Essa encruzilhada que é Sierre-Zinal é melhor representada por Joyline, a queniana que venceu sua primeira corrida de trilha em 2024. Assim como Philemon, ela subjugou um grupo crescente de africanos, incluindo Caroline Kimutai, sua carrasca em abril na Grande Muralha da China. Essa experiência marcou a diferença entre a estreante e a vencedora, que soube manter o ritmo para vencer em 2:54:49, 42 segundos a menos que sua compatriota. O pódio foi completado pela americana Katie Schide, um feito de velocidade para uma mestre da ultradistância, vencedora do ano passado dos 171 quilômetros do Ultra Trail du Mont Blanc: ela terminou em apenas 3:41.

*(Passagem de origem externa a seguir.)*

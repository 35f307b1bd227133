//! Folio Core Library
//!
//! Core functionality for the offline-first page store:
//! - Content-addressed object model (pieces, file indexes, digests)
//! - Storage abstraction over a transactional KV substrate
//! - Immutable commit DAG with head tracking
//! - Journals (transactions) and merge resolution
//! - Page eviction guided by sync status

pub mod commit;
pub mod encode;
pub mod error;
pub mod eviction;
pub mod graph;
pub mod journal;
pub mod merge;
pub mod object;
pub mod page;
pub mod store;
pub mod tree;

pub use commit::{Commit, CommitId};
pub use encode::{decode_key, encode_key};
pub use error::{Error, Result};
pub use eviction::{EvictionDelegate, PageEvictionManager, OPEN_SENTINEL};
pub use graph::CommitGraph;
pub use journal::{Journal, JournalKind};
pub use merge::{
    ConflictResolver, ContentDiffStrategy, CustomStrategy, LastOneWinsStrategy, MergeManager,
    MergeOutcome, MergeStrategy, PageMergeResolver, ResolverState,
};
pub use object::{FileIndex, IndexChild, ObjectDigest, ObjectPriority};
pub use page::{PageId, PageRef};
pub use store::{FjallDb, MemoryDb, ObjectStore, PageDb, WriteBatch};
pub use tree::{PageTree, TreeEntry};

Ela precisava disso para vencer por apenas 26 segundos sobre Maude Mathys, talvez a maior corredora de montanha suíça de todos os tempos. Chegou com a incerteza de uma temporada e meia longe dos holofotes, após uma queda de bicicleta, ciente do poder africano. Poucos sorrisos na linha de chegada foram como o dela: embora seu recorde, aos 38 anos, possa se manter em quatro vitórias, ela detém o recorde dos recordes, seu tempo de 2:49:20 de 2019. É por isso que, enquanto os demais atletas calçavam seus tênis para homenagear seus patrocinadores, ela compareceu à apresentação de chinelos. "Espero que não batam o meu recorde", disse ela no dia anterior. Sua página na história permanece segura por mais um ano. O Quênia retornará à briga em 2026, com Philemon no comando, que estabeleceu a meta de vencê-lo cinco vezes, como os grandes do Tour de France. Por enquanto, ela pode treinar em paz, sem o fantasma de Kilian.